Thursday, November 29, 2012

His Love is Even Here

I feel like I'm in the Twilight Zone. The last few weeks of the semester tend to do that to me.

Sickness messed with my sleep and work schedules, which messed with my concentration and homework time, which messed with my free time and has me confused as to which day of the week it is today. Friends needing a shoulder to cry on; other friends not wanting to talk at all; other friends flip-flopping between wanting to be friends and ignoring the threads of friendship between us.

This has all left me tired and definitely in the midst of a real-life Twilight Zone. What can break me out of this mind-trick?

  • Twelve hours of sleep made me feel better physically, but not really mentally. 
  • A random act of kindness filled the gap like drugs: a high I could ride that left me in a crash.
  • Waiting for a summer job interview, a placement for student teaching, a reply on my resubmitted nonfiction piece... I'm always waiting.
  • Running lines with two precious girls for our church Christmas play lifted my spirits but reminded me of the work to be done for the play.
  • Letting go of a crush the same day I see friends comforted by their boyfriends is disheartening. Very disheartening.
  • Canceling our Thursday small group provided rest for my co-leader and me, but now it doesn't feel like Thursday anymore, and I can't shake the feeling I'm failing at ministry again.
  • Breakfast at 10:30am. Enough said.
  • My roommate and housemate pulled an all-nighter last night and woke me up just before 7 this morning. Lovely.

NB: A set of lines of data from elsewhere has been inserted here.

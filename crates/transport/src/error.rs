use thiserror::Error;

/// Errors that can occur in the transport layer.
#[derive(Debug, Error)]
pub enum TransportError {
    #[error("serialization error: {0}")]
    Serialization(#[from] rmp_serde::encode::Error),

    #[error("deserialization error: {0}")]
    Deserialization(#[from] rmp_serde::decode::Error),

    #[error("zeromq error: {0}")]
    Zmq(#[from] zeromq::ZmqError),

    #[error("I/O error: {0}")]
    Io(#[from] std::io::Error),

    #[error("protocol error: {0}")]
    Protocol(String),

    #[error("no acknowledgement after {0:?}")]
    Timeout(std::time::Duration),

    #[error("transport is closed")]
    Closed,

    #[error("config error: {0}")]
    Config(String),

    #[error("config parse error: {0}")]
    ConfigParse(#[from] toml::de::Error),

    #[error("unknown transport backend {0:?} (known: line, zeromq)")]
    UnknownBackend(String),
}

impl TransportError {
    /// The peer delivered one unusable message; the transport itself is
    /// still healthy and the next receive can proceed.
    pub fn is_malformed_input(&self) -> bool {
        matches!(self, Self::Deserialization(_) | Self::Protocol(_))
    }
}

#[cfg(test)]
mod tests {
    use super::*;

    #[test]
    fn decode_and_protocol_errors_are_malformed_input() {
        let decode = crate::frame::SignalFrame::from_bytes(&[0xff, 0x00]).unwrap_err();
        assert!(TransportError::from(decode).is_malformed_input());
        assert!(TransportError::Protocol("two frames".into()).is_malformed_input());

        assert!(!TransportError::Closed.is_malformed_input());
        assert!(!TransportError::Timeout(std::time::Duration::from_secs(1)).is_malformed_input());
        let io = std::io::Error::new(std::io::ErrorKind::BrokenPipe, "gone");
        assert!(!TransportError::from(io).is_malformed_input());
    }
}
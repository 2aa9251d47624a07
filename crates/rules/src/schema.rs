//! Raw YAML shape of a rule definition file.
//!
//! ```yaml
//! condition:
//!   - car.damage == true
//! emit:
//!   signal: car.backup
//! ```
//!
//! Fields are kept as untyped YAML so that a malformed `condition` or `emit`
//! surfaces as a compile error naming the rule rather than a bare YAML error.

use std::collections::BTreeMap;

use serde::Deserialize;

/// Keys the compiler understands inside `emit`.
pub const EMIT_KEYWORDS: &[&str] = &["signal", "value"];

#[derive(Debug, Clone, Default, Deserialize)]
pub struct RuleDefinition {
    /// One boolean expression, as a one-element sequence or a plain string.
    #[serde(default)]
    pub condition: Option<serde_yaml::Value>,

    /// Mapping with `signal` (required) and `value` (optional).
    #[serde(default)]
    pub emit: Option<serde_yaml::Value>,

    /// Milliseconds to wait before emitting.
    #[serde(default)]
    pub delay: Option<serde_yaml::Value>,

    /// Anything else; reported as unrecognized keywords.
    #[serde(flatten)]
    pub extra: BTreeMap<String, serde_yaml::Value>,
}

impl RuleDefinition {
    /// Parse definition text. An empty document yields an empty definition.
    pub fn from_yaml(text: &str) -> Result<Self, serde_yaml::Error> {
        let raw: serde_yaml::Value = serde_yaml::from_str(text)?;
        if raw.is_null() {
            return Ok(Self::default());
        }
        serde_yaml::from_value(raw)
    }

    /// Top-level and `emit.*` keys the compiler will ignore.
    pub fn unknown_keywords(&self) -> Vec<String> {
        let mut unknown: Vec<String> = self.extra.keys().cloned().collect();
        if let Some(serde_yaml::Value::Mapping(emit)) = &self.emit {
            for key in emit.keys() {
                let name = yaml_key(key);
                if !EMIT_KEYWORDS.contains(&name.as_str()) {
                    unknown.push(format!("emit.{name}"));
                }
            }
        }
        unknown
    }
}

pub(crate) fn yaml_key(key: &serde_yaml::Value) -> String {
    match key {
        serde_yaml::Value::String(s) => s.clone(),
        other => serde_yaml::to_string(other)
            .map(|s| s.trim().to_string())
            .unwrap_or_default(),
    }
}
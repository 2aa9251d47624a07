//! Scalar values carried by signals.

use std::cmp::Ordering;
use std::fmt;

use serde::{Deserialize, Serialize};

/// The payload of a signal.
///
/// `Absent` marks a bare event with no payload. It is also what an
/// unassigned signal reads as.
#[derive(Debug, Clone, PartialEq, Default, Serialize, Deserialize)]
#[serde(untagged)]
pub enum Value {
    #[default]
    Absent,
    Bool(bool),
    Int(i64),
    Float(f64),
    Text(String),
}

impl Value {
    /// Coerce raw assignment text into the narrowest matching variant.
    ///
    /// Integers win over floats, floats need a decimal point, `true` and
    /// `false` become booleans. Anything else stays text; coercion never fails.
    pub fn coerce(raw: &str) -> Self {
        if let Ok(i) = raw.parse::<i64>() {
            return Value::Int(i);
        }
        if raw.contains('.') {
            if let Ok(f) = raw.parse::<f64>() {
                return Value::Float(f);
            }
        }
        match raw {
            "true" => Value::Bool(true),
            "false" => Value::Bool(false),
            _ => Value::Text(raw.to_string()),
        }
    }

    pub fn is_absent(&self) -> bool {
        matches!(self, Value::Absent)
    }

    /// Numeric view used by comparisons and arithmetic. Booleans count as 0/1.
    pub fn as_f64(&self) -> Option<f64> {
        match self {
            Value::Bool(b) => Some(if *b { 1.0 } else { 0.0 }),
            Value::Int(i) => Some(*i as f64),
            Value::Float(f) => Some(*f),
            _ => None,
        }
    }

    /// Integer view; booleans count as 0/1, floats are not narrowed.
    pub fn as_i64(&self) -> Option<i64> {
        match self {
            Value::Bool(b) => Some(i64::from(*b)),
            Value::Int(i) => Some(*i),
            _ => None,
        }
    }

    pub fn as_str(&self) -> Option<&str> {
        match self {
            Value::Text(s) => Some(s),
            _ => None,
        }
    }

    pub fn type_name(&self) -> &'static str {
        match self {
            Value::Absent => "absent",
            Value::Bool(_) => "bool",
            Value::Int(_) => "int",
            Value::Float(_) => "float",
            Value::Text(_) => "text",
        }
    }

    pub fn is_truthy(&self) -> bool {
        match self {
            Value::Absent => false,
            Value::Bool(b) => *b,
            Value::Int(i) => *i != 0,
            Value::Float(f) => *f != 0.0,
            Value::Text(s) => !s.is_empty(),
        }
    }

    /// Order two values if they are comparable.
    ///
    /// Numbers (including booleans) compare with each other, text compares
    /// with text. Every other pairing, absent included, returns `None`.
    pub fn compare(&self, other: &Value) -> Option<Ordering> {
        match (self, other) {
            (Value::Text(a), Value::Text(b)) => Some(a.cmp(b)),
            (Value::Int(a), Value::Int(b)) => Some(a.cmp(b)),
            _ => {
                let a = self.as_f64()?;
                let b = other.as_f64()?;
                a.partial_cmp(&b)
            }
        }
    }
}

impl fmt::Display for Value {
    fn fmt(&self, f: &mut fmt::Formatter<'_>) -> fmt::Result {
        match self {
            Value::Absent => Ok(()),
            Value::Bool(b) => write!(f, "{b}"),
            Value::Int(i) => write!(f, "{i}"),
            Value::Float(v) => write!(f, "{v}"),
            Value::Text(s) => f.write_str(s),
        }
    }
}

impl From<bool> for Value {
    fn from(b: bool) -> Self {
        Value::Bool(b)
    }
}

impl From<i64> for Value {
    fn from(i: i64) -> Self {
        Value::Int(i)
    }
}

impl From<f64> for Value {
    fn from(f: f64) -> Self {
        Value::Float(f)
    }
}

impl From<&str> for Value {
    fn from(s: &str) -> Self {
        Value::Text(s.to_string())
    }
}

impl From<String> for Value {
    fn from(s: String) -> Self {
        Value::Text(s)
    }
}
//! Errors raised while parsing or evaluating condition expressions.

/// Condition text could not be parsed.
#[derive(Debug, Clone, PartialEq, thiserror::Error)]
pub enum ExprError {
    #[error("empty expression")]
    Empty,

    #[error("unexpected character {found:?} at offset {offset}")]
    UnexpectedChar { found: char, offset: usize },

    #[error("unterminated string starting at offset {offset}")]
    UnterminatedString { offset: usize },

    #[error("unterminated quoted signal name starting at offset {offset}")]
    UnterminatedName { offset: usize },

    #[error("invalid signal name {name:?} at offset {offset}")]
    InvalidName { name: String, offset: usize },

    #[error("invalid number {text:?} at offset {offset}")]
    InvalidNumber { text: String, offset: usize },

    #[error("expected {expected} at offset {offset}, found {found}")]
    UnexpectedToken {
        expected: &'static str,
        found: String,
        offset: usize,
    },

    #[error("unexpected end of expression, expected {expected}")]
    UnexpectedEnd { expected: &'static str },
}

/// Evaluation fault for a single rule. Recovered per event by the dispatcher.
#[derive(Debug, Clone, PartialEq, thiserror::Error)]
pub enum EvalError {
    #[error("division by zero")]
    DivisionByZero,

    #[error("integer overflow in {0}")]
    Overflow(&'static str),
}
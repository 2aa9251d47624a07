//! The dispatch loop: receive events, update state, fire rules, emit.

pub mod dispatcher;
pub mod error;
pub mod stats;

pub use dispatcher::{Dispatcher, Flow};
pub use error::DispatchError;
pub use stats::DispatchStats;
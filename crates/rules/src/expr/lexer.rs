//! Tokenizer for condition text.

use super::error::ExprError;

#[derive(Debug, Clone, PartialEq)]
pub(crate) enum Token {
    Ident(String),
    Int(i64),
    Float(f64),
    Str(String),
    True,
    False,
    And,
    Or,
    Not,
    Bang,
    EqEq,
    NotEq,
    Lt,
    Le,
    Gt,
    Ge,
    Plus,
    Minus,
    Star,
    Slash,
    Percent,
    LParen,
    RParen,
}

impl Token {
    pub(crate) fn describe(&self) -> String {
        match self {
            Token::Ident(name) => format!("signal `{name}`"),
            Token::Int(i) => format!("integer {i}"),
            Token::Float(f) => format!("float {f}"),
            Token::Str(s) => format!("string {s:?}"),
            Token::True => "`true`".into(),
            Token::False => "`false`".into(),
            Token::And => "`and`".into(),
            Token::Or => "`or`".into(),
            Token::Not => "`not`".into(),
            Token::Bang => "`!`".into(),
            Token::EqEq => "`==`".into(),
            Token::NotEq => "`!=`".into(),
            Token::Lt => "`<`".into(),
            Token::Le => "`<=`".into(),
            Token::Gt => "`>`".into(),
            Token::Ge => "`>=`".into(),
            Token::Plus => "`+`".into(),
            Token::Minus => "`-`".into(),
            Token::Star => "`*`".into(),
            Token::Slash => "`/`".into(),
            Token::Percent => "`%`".into(),
            Token::LParen => "`(`".into(),
            Token::RParen => "`)`".into(),
        }
    }
}

/// A token with the byte offset it started at.
#[derive(Debug, Clone, PartialEq)]
pub(crate) struct Spanned {
    pub token: Token,
    pub offset: usize,
}

pub(crate) fn tokenize(src: &str) -> Result<Vec<Spanned>, ExprError> {
    let bytes = src.as_bytes();
    let mut tokens = Vec::new();
    let mut pos = 0;

    while pos < bytes.len() {
        let c = bytes[pos];
        let start = pos;

        if c.is_ascii_whitespace() {
            pos += 1;
            continue;
        }

        let token = match c {
            b'(' => {
                pos += 1;
                Token::LParen
            }
            b')' => {
                pos += 1;
                Token::RParen
            }
            b'+' => {
                pos += 1;
                Token::Plus
            }
            b'-' => {
                pos += 1;
                Token::Minus
            }
            b'*' => {
                pos += 1;
                Token::Star
            }
            b'/' => {
                pos += 1;
                Token::Slash
            }
            b'%' => {
                pos += 1;
                Token::Percent
            }
            b'=' if peek(bytes, pos + 1) == Some(b'=') => {
                pos += 2;
                Token::EqEq
            }
            b'!' if peek(bytes, pos + 1) == Some(b'=') => {
                pos += 2;
                Token::NotEq
            }
            b'!' => {
                pos += 1;
                Token::Bang
            }
            b'<' if peek(bytes, pos + 1) == Some(b'=') => {
                pos += 2;
                Token::Le
            }
            b'<' => {
                pos += 1;
                Token::Lt
            }
            b'>' if peek(bytes, pos + 1) == Some(b'=') => {
                pos += 2;
                Token::Ge
            }
            b'>' => {
                pos += 1;
                Token::Gt
            }
            b'&' if peek(bytes, pos + 1) == Some(b'&') => {
                pos += 2;
                Token::And
            }
            b'|' if peek(bytes, pos + 1) == Some(b'|') => {
                pos += 2;
                Token::Or
            }
            b'"' | b'\'' => {
                let (text, end) = lex_string(src, pos)?;
                pos = end;
                Token::Str(text)
            }
            b'`' => {
                let (name, end) = lex_quoted_name(src, pos)?;
                pos = end;
                Token::Ident(name)
            }
            b'0'..=b'9' => {
                let (token, end) = lex_number(src, pos)?;
                pos = end;
                token
            }
            c if c.is_ascii_alphabetic() || c == b'_' => {
                while pos < bytes.len() && is_ident_continue(bytes[pos]) {
                    pos += 1;
                }
                keyword_or_ident(&src[start..pos])
            }
            _ => {
                let found = src[start..].chars().next().unwrap_or('\0');
                return Err(ExprError::UnexpectedChar {
                    found,
                    offset: start,
                });
            }
        };

        tokens.push(Spanned {
            token,
            offset: start,
        });
    }

    Ok(tokens)
}

fn peek(bytes: &[u8], pos: usize) -> Option<u8> {
    bytes.get(pos).copied()
}

fn is_ident_continue(c: u8) -> bool {
    c.is_ascii_alphanumeric() || c == b'_' || c == b'.'
}

/// True if `name` lexes back as a single bare signal reference.
pub(crate) fn is_bare_name(name: &str) -> bool {
    let mut bytes = name.bytes();
    let starts_ok = bytes
        .next()
        .is_some_and(|c| c.is_ascii_alphabetic() || c == b'_');
    starts_ok
        && bytes.all(is_ident_continue)
        && matches!(keyword_or_ident(name), Token::Ident(_))
}

/// Both spellings of each combinator map to one token; `true`/`false`
/// normalize to 1/0 in the parser.
fn keyword_or_ident(word: &str) -> Token {
    match word {
        "and" => Token::And,
        "or" => Token::Or,
        "not" => Token::Not,
        "true" => Token::True,
        "false" => Token::False,
        _ => Token::Ident(word.to_string()),
    }
}

fn lex_string(src: &str, start: usize) -> Result<(String, usize), ExprError> {
    let mut chars = src[start..].char_indices();
    let (_, quote) = chars
        .next()
        .ok_or(ExprError::UnterminatedString { offset: start })?;
    let mut out = String::new();
    let mut escaped = false;

    for (i, c) in chars {
        if escaped {
            out.push(c);
            escaped = false;
        } else if c == '\\' {
            escaped = true;
        } else if c == quote {
            return Ok((out, start + i + c.len_utf8()));
        } else {
            out.push(c);
        }
    }

    Err(ExprError::UnterminatedString { offset: start })
}

/// A signal name between backticks, for names outside `[A-Za-z0-9_.]`
/// such as `engine-temp`. No escapes; the name may not contain a backtick.
fn lex_quoted_name(src: &str, start: usize) -> Result<(String, usize), ExprError> {
    let body = &src[start + 1..];
    let Some(len) = body.find('`') else {
        return Err(ExprError::UnterminatedName { offset: start });
    };
    let name = &body[..len];
    if name.is_empty() || name.chars().any(|c| c.is_whitespace() || c == '=') {
        return Err(ExprError::InvalidName {
            name: name.to_string(),
            offset: start,
        });
    }
    Ok((name.to_string(), start + 1 + len + 1))
}

fn lex_number(src: &str, start: usize) -> Result<(Token, usize), ExprError> {
    let bytes = src.as_bytes();
    let mut pos = start;
    while pos < bytes.len() && bytes[pos].is_ascii_digit() {
        pos += 1;
    }

    let is_float = peek(bytes, pos) == Some(b'.')
        && peek(bytes, pos + 1).is_some_and(|c| c.is_ascii_digit());
    if is_float {
        pos += 1;
        while pos < bytes.len() && bytes[pos].is_ascii_digit() {
            pos += 1;
        }
    }

    let text = &src[start..pos];
    let invalid = || ExprError::InvalidNumber {
        text: text.to_string(),
        offset: start,
    };
    let token = if is_float {
        Token::Float(text.parse().map_err(|_| invalid())?)
    } else {
        Token::Int(text.parse().map_err(|_| invalid())?)
    };
    Ok((token, pos))
}

#[cfg(test)]
mod tests {
    use super::*;

    fn kinds(src: &str) -> Vec<Token> {
        tokenize(src).unwrap().into_iter().map(|s| s.token).collect()
    }

    #[test]
    fn dotted_identifiers() {
        assert_eq!(
            kinds("car.damage == true"),
            vec![Token::Ident("car.damage".into()), Token::EqEq, Token::True]
        );
    }

    #[test]
    fn both_spellings_share_tokens() {
        assert_eq!(kinds("a && b"), kinds("a and b"));
        assert_eq!(kinds("a || b"), kinds("a or b"));
    }

    #[test]
    fn numbers_and_strings() {
        assert_eq!(
            kinds("1 2.5 'front left' \"x\\\"y\""),
            vec![
                Token::Int(1),
                Token::Float(2.5),
                Token::Str("front left".into()),
                Token::Str("x\"y".into()),
            ]
        );
    }

    #[test]
    fn comparison_operators() {
        assert_eq!(
            kinds("< <= > >= != == !"),
            vec![
                Token::Lt,
                Token::Le,
                Token::Gt,
                Token::Ge,
                Token::NotEq,
                Token::EqEq,
                Token::Bang
            ]
        );
    }

    #[test]
    fn offsets_are_recorded() {
        let toks = tokenize("a  == 1").unwrap();
        assert_eq!(toks[1].offset, 3);
        assert_eq!(toks[2].offset, 6);
    }

    #[test]
    fn single_equals_is_rejected() {
        assert_eq!(
            tokenize("a = 1"),
            Err(ExprError::UnexpectedChar {
                found: '=',
                offset: 2
            })
        );
    }

    #[test]
    fn unterminated_string() {
        assert_eq!(
            tokenize("a == 'oops"),
            Err(ExprError::UnterminatedString { offset: 5 })
        );
    }

    #[test]
    fn hyphen_without_backticks_is_subtraction() {
        assert_eq!(
            kinds("engine-temp"),
            vec![
                Token::Ident("engine".into()),
                Token::Minus,
                Token::Ident("temp".into())
            ]
        );
    }

    #[test]
    fn backticks_quote_a_signal_name() {
        assert_eq!(
            kinds("`engine-temp` > 90"),
            vec![Token::Ident("engine-temp".into()), Token::Gt, Token::Int(90)]
        );
        assert_eq!(kinds("`and`"), vec![Token::Ident("and".into())]);
    }

    #[test]
    fn bad_quoted_names() {
        assert_eq!(
            tokenize("a + `oops"),
            Err(ExprError::UnterminatedName { offset: 4 })
        );
        assert!(matches!(
            tokenize("``"),
            Err(ExprError::InvalidName { offset: 0, .. })
        ));
        assert!(matches!(
            tokenize("`a b`"),
            Err(ExprError::InvalidName { .. })
        ));
    }

    #[test]
    fn bare_name_detection() {
        assert!(is_bare_name("car.damage"));
        assert!(is_bare_name("_x1"));
        assert!(!is_bare_name("engine-temp"));
        assert!(!is_bare_name("1st"));
        assert!(!is_bare_name("not"));
        assert!(!is_bare_name(""));
    }

    #[test]
    fn integer_overflow_is_invalid_number() {
        assert!(matches!(
            tokenize("99999999999999999999"),
            Err(ExprError::InvalidNumber { .. })
        ));
    }
}
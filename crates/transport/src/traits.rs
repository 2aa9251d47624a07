use async_trait::async_trait;
use vsm_core::{Inbound, Value};

use crate::error::TransportError;

/// Two-operation boundary between the dispatcher and the outside world.
///
/// Backends are chosen at startup and handed to the dispatcher, which only
/// ever talks to this trait.
#[async_trait]
pub trait SignalTransport: Send {
    /// Block until the next inbound unit arrives.
    ///
    /// `Ok(None)` means the source is exhausted and no more input will come.
    async fn receive(&mut self) -> Result<Option<Inbound>, TransportError>;

    /// Deliver one emitted signal. An absent value is a bare trigger.
    async fn send(&mut self, name: &str, value: &Value) -> Result<(), TransportError>;

    /// Release sockets and files held by the backend.
    async fn close(&mut self) -> Result<(), TransportError> {
        Ok(())
    }

    /// Backend name for logs.
    fn backend(&self) -> &'static str;
}

/// Blanket implementation so `Box<dyn SignalTransport>` can be used directly.
#[async_trait]
impl<T: SignalTransport + ?Sized> SignalTransport for Box<T> {
    async fn receive(&mut self) -> Result<Option<Inbound>, TransportError> {
        (**self).receive().await
    }

    async fn send(&mut self, name: &str, value: &Value) -> Result<(), TransportError> {
        (**self).send(name, value).await
    }

    async fn close(&mut self) -> Result<(), TransportError> {
        (**self).close().await
    }

    fn backend(&self) -> &'static str {
        (**self).backend()
    }
}
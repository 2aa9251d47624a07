use std::path::PathBuf;

use thiserror::Error;

#[derive(Error, Debug)]
pub enum CoreError {
    #[error("IO error: {0}")]
    Io(#[from] std::io::Error),

    #[error("{path}:{line}: {reason}")]
    Parse {
        path: PathBuf,
        line: usize,
        reason: String,
    },

    #[error("invalid signal name: {0:?}")]
    InvalidSignalName(String),
}

pub type Result<T> = std::result::Result<T, CoreError>;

Speaking of which, I wrote my roommate a raw and painfully honest letter this morning about various things in our friendship. I was so busy writing it that I was almost late to my class this morning. When I looked down at the pages I had written, my heart was broken at how angry I sounded. The passive-aggressive letter is long and full of questions and exclamations I would have to flinch to even say aloud to her. Who do I think I am, expressing those hurtful comments to someone who matters so much to me? But, what if those comments need to be spoken because of how much she matters to me?

At this point I don't know.

Religion seems meaningless right now.

Ecclesiastes ends with the Teacher telling us to fear God and obey Him, for we will be judged. He goes through twelve chapters shooting down everything in the entire universe as meaningless, and then he comes back to God. Obey Him. Those are his final words.

And even at this point, obedience seems meaningless. Unless I disconnect it from religion.

Obedience because of religion is heartless and pointless. Muslims bow in prayer five times a day. Jewish people light eight candles (with a ninth candle in the middle) for Hanukkah each year. Why? These seem to be empty traditions based on obedience to religions that seem empty themselves.

If we think of Christianity in those terms of empty religion, it is meaningless. However, if we think of obedience as an out-flowing of the love we have for our Savior and friend, it becomes a relationship.

Did you know that his love is even here? Even here in the Twilight Zone with a headache, waiting for so many things, trying to get well, sipping tea that's gone cold, wondering how I feel so alone when I'm so surrounded... His love is here. Even here.

  • When I can only get out his name in a broken voice before the guilt of my sin overcomes me, He's here.
  • When I can't concentrate on a single homework assignment, not to mention a chapter of my favorite book in His Word, He's here.
  • When I feel like I'm failing as a small group co-leader, like my past has come back to haunt me, He's here.
  • When I wrongly think that hearing his words and feeling his hug would make things right, He's here.
  • When I hurt with desperation over the confusion in my friendships, He's here.
  • When I have trouble even lasting a shift at work, He's here.
  • When no food satisfies and most of it leaves me feeling nauseous, He's here.
  • When my singleness adds to my already disillusioned outlook, He's here.
  • And even when I don't want Him, He's here. Like a patient gentleman, He's waiting on me to ask Him to come in and be at home with me with nothing but jasmine tea between us.

His love is over, it's underneath, it's inside, it's in between. 
Oh, How He Loves.
Yes, Jesus loves me. Yes, Jesus loves me. For the Bible tells me so.
He is the God who is here.


What I'm Listening To:
"Times" - Tenth Avenue North
"Sometimes" - David Crowder Band

1 comment:

  1. Our purpose does seem purposeless at times. The God who is here has given us a gift: happiness. However, I truly do understand how sometimes it feels like we'll never be healed or saved, and we ache to the point of no words.

    Grace, peace, and rest be with you. I never do stop praying for you.